Re: [PATCH] printk: Add loglevel for "do not print to consoles".

From: Michal Hocko
Date: Tue Apr 28 2020 - 11:45:38 EST


On Tue 28-04-20 22:11:19, Tetsuo Handa wrote:
> On 2020/04/28 21:18, Michal Hocko wrote:
> > On Tue 28-04-20 20:33:21, Tetsuo Handa wrote:
> >> On 2020/04/27 15:21, Sergey Senozhatsky wrote:
> >>>> KERN_NO_CONSOLES is for type of messages where "saved for later analysis" is
> >>>> important but "printed for immediate notification" is not important.
> >>>> In other words, KERN_NO_CONSOLES is NOT for dying messages where "printed for
> >>>> immediate notification" is important.
> >>>
> >>> per-console loglevel is a user configurable parameter.
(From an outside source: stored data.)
use axum::{
    extract::{rejection::JsonRejection, State},
    http::StatusCode,
    response::Json,
    routing::{get, post},
    Router,
};
use serde::{Deserialize, Serialize};
use std::sync::Arc;
use thiserror::Error;
use tokio::net::TcpListener;
use tokio::sync::RwLock;
use tower::ServiceBuilder;
use tower_http::{cors::CorsLayer, trace::TraceLayer};

use crate::config::RegistryConfig;
use crate::logging::LogContext;

#[derive(Error, Debug)]
pub enum ApiError {
    #[error("Invalid request: {0}")]
    InvalidRequest(String),
    #[error("Server error: {0}")]
    Server(String),
}

impl From<ApiError> for StatusCode {
    fn from(error: ApiError) -> Self {
        match error {
            ApiError::InvalidRequest(_) => StatusCode::BAD_REQUEST,
            ApiError::Server(_) => StatusCode::INTERNAL_SERVER_ERROR,
        }
    }
}

/// Append-only, de-duplicated list of watched wallet strings.
///
/// Entries are stored as given and returned in insertion order.
#[derive(Debug, Default)]
pub struct WatchlistRegistry {
    wallets: RwLock<Vec<String>>,
}

impl WatchlistRegistry {
    pub fn new() -> Self {
        Self::default()
    }

    pub fn with_wallets<I: IntoIterator<Item = String>>(wallets: I) -> Self {
        let mut initial = Vec::new();
        for wallet in wallets {
            if !initial.contains(&wallet) {
                initial.push(wallet);
            }
        }
        Self {
            wallets: RwLock::new(initial),
        }
    }

    pub async fn list(&self) -> Vec<String> {
        self.wallets.read().await.clone()
    }

    /// Append entries not yet present; returns the full list afterwards
    pub async fn append(&self, new_wallets: Vec<String>) -> Vec<String> {
        let mut wallets = self.wallets.write().await;
        for wallet in new_wallets {
            if !wallets.contains(&wallet) {
                wallets.push(wallet);
            }
        }
        wallets.clone()
    }
}

/// Body of `POST /wallets/new`
#[derive(Debug, Deserialize)]
pub struct AddWalletsRequest {
    #[serde(default)]
    pub wallets: Vec<String>,
}

#[derive(Debug, Serialize, Deserialize, PartialEq)]
pub struct WalletsUpdatedResponse {
    pub message: String,
    pub wallets: Vec<String>,
}

#[derive(Debug, Serialize, Deserialize, PartialEq)]
pub struct MessageResponse {
    pub message: String,
}

/// Application state shared across handlers
#[derive(Clone)]
pub struct AppState {
    pub registry: Arc<WatchlistRegistry>,
}

/// HTTP front end for the watchlist registry
pub struct RegistryServer {
    registry: Arc<WatchlistRegistry>,
    pub host: String,
    pub port: u16,
}

impl RegistryServer {
    pub fn new(registry: Arc<WatchlistRegistry>, config: &RegistryConfig) -> Self {
        Self {
            registry,
            host: config.host.clone(),
            port: config.port,
        }
    }

    pub fn router(&self) -> Router {
        router(Arc::clone(&self.registry))
    }

    /// Bind and serve until the process exits
    pub async fn start(&self) -> Result<(), ApiError> {
        let addr = format!("{}:{}", self.host, self.port);
        let listener = TcpListener::bind(&addr)
            .await
            .map_err(|e| ApiError::Server(format!("Failed to bind to {}: {}", addr, e)))?;

        log::info!("Watchlist registry listening on {}", addr);

        axum::serve(listener, self.router())
            .await
            .map_err(|e| ApiError::Server(format!("Server error: {}", e)))?;

        Ok(())
    }
}

pub fn router(registry: Arc<WatchlistRegistry>) -> Router {
    Router::new()
        .route("/wallets", get(get_wallets))
        .route("/wallets/new", post(add_wallets))
        .layer(
            ServiceBuilder::new()
                .layer(TraceLayer::new_for_http())
                .layer(CorsLayer::permissive()),
        )
        .with_state(AppState { registry })
}

/// GET /wallets - current entries in insertion order
pub async fn get_wallets(State(state): State<AppState>) -> Json<Vec<String>> {
    Json(state.registry.list().await)
}

/// POST /wallets/new - append entries, skipping ones already present
pub async fn add_wallets(
    State(state): State<AppState>,
    payload: Result<Json<AddWalletsRequest>, JsonRejection>,
) -> Result<Json<WalletsUpdatedResponse>, (StatusCode, Json<MessageResponse>)> {
    let request = match payload {
        Ok(Json(request)) => request,
        Err(rejection) => {
            return Err(bad_request(&format!("Invalid request body: {}", rejection.body_text())));
        }
    };

    if request.wallets.is_empty() {
        return Err(bad_request("No wallets provided"));
    }

    let submitted = request.wallets.len();
    let wallets = state.registry.append(request.wallets).await;

    LogContext::new("registry", "add_wallets")
        .with_metadata("submitted", serde_json::json!(submitted))
        .with_metadata("total", serde_json::json!(wallets.len()))
        .info("Watchlist updated");

    Ok(Json(WalletsUpdatedResponse {
        message: "Wallets updated successfully".to_string(),
        wallets,
    }))
}

fn bad_request(message: &str) -> (StatusCode, Json<MessageResponse>) {
    let status = StatusCode::from(ApiError::InvalidRequest(message.to_string()));
    (
        status,
        Json(MessageResponse {
            message: message.to_string(),
        }),
    )
}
> >>> KERN_NO_CONSOLES is a hard-coded policy.
> >>
> >> But given that whether to use KERN_NO_CONSOLES is configurable via e.g. sysctl,
> >> KERN_NO_CONSOLES will become a user configurable parameter. What's still wrong?
> >
> > How do I as a kernel developer know that KERN_NO_CONSOLES should be
> > used? In other words, how can I assume what a user will consider
> > important on the console?
> >
>
> Existing KERN_$LEVEL allows a user to determine whether he/she wants that message
> to be printed on consoles (even if it spams his/her operation doing on consoles), and
> at the same time constrains that user whether that message is saved to log files.
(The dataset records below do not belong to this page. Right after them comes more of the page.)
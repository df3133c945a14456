use std::sync::Arc;

use super::ChainClient;
use crate::error::{Result, RpcError};
use crate::logging::LogContext;
use crate::models::Block;
use crate::retry::{RetryConfig, RetryError, RetryManager};

/// Block fetch with a bounded linear retry on "not found".
/// Any other failure is returned immediately.
pub struct RetryingBlockFetcher {
    client: Arc<dyn ChainClient>,
    retry: RetryManager,
}

impl RetryingBlockFetcher {
    pub fn new(client: Arc<dyn ChainClient>, config: RetryConfig) -> Self {
        let retry = RetryManager::new(&format!("{}_get_block", client.network()), config);
        Self { client, retry }
    }

    pub fn client(&self) -> &Arc<dyn ChainClient> {
        &self.client
    }

    pub async fn fetch(&self, number: u64) -> Result<Block> {
        let result = self
            .retry
            .execute(|| self.client.get_block(number), |e| e.is_retryable())
            .await;

        match result {
            Ok(block) => Ok(block),
            Err(RetryError::Aborted(error)) => Err(error),
            Err(RetryError::Exhausted { attempts, .. }) => {
                LogContext::new("block_fetcher", "fetch")
                    .with_network(self.client.network())
                    .with_block_number(number)
                    .with_retry_count(attempts)
                    .warn(&format!("Block {} not available after {} attempts", number, attempts));

                Err(RpcError::ExhaustedRetries {
                    block_number: number,
                    attempts,
                }
                .into())
            }
        }
    }
}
> KERN_NO_CONSOLES allows a user to control whether he/she wants that message to be
> saved to log files (without spamming his/her operation doing on consoles).

I understand that. But how do I know whether the user considers the
particular information important enough to be dumped on the console.
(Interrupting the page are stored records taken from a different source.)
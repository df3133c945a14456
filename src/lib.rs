pub mod api;
pub mod blockchain;
pub mod config;
pub mod error;
pub mod logging;
pub mod models;
pub mod retry;
pub mod services;

pub use blockchain::{
    ChainClient, EvmChainClient, MonitorSupervisor, NetworkMonitor, RetryingBlockFetcher, RpcClient,
    TransactionClassifier,
};
pub use config::{AppConfig, FetchConfig, LoggingConfig, MonitorConfig, NetworkConfig, RegistryConfig, RpcConfig, ServiceConfig};
pub use error::{Result, WatcherError};
pub use logging::{ErrorLogger, LogContext, MetricsLogger, PerformanceMonitor};
pub use models::{Address, Block, Cursor, DecodedEvent, Transaction, WatchlistSnapshot};
pub use retry::{RetryConfig, RetryError, RetryManager};
pub use services::{EventSink, HttpEventSink, HttpWatchlistSource, WatchlistSource};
This sounds like a policy in the kernel to me. I simply cannot forsee
any console configuration to tell whether my information is going to
swamp the console to no use or not. Compare that to KERN_$LEVEL instead.
I know that an information is of low/high importance. It is the user
policy to decide and base some filtering on top of that priority.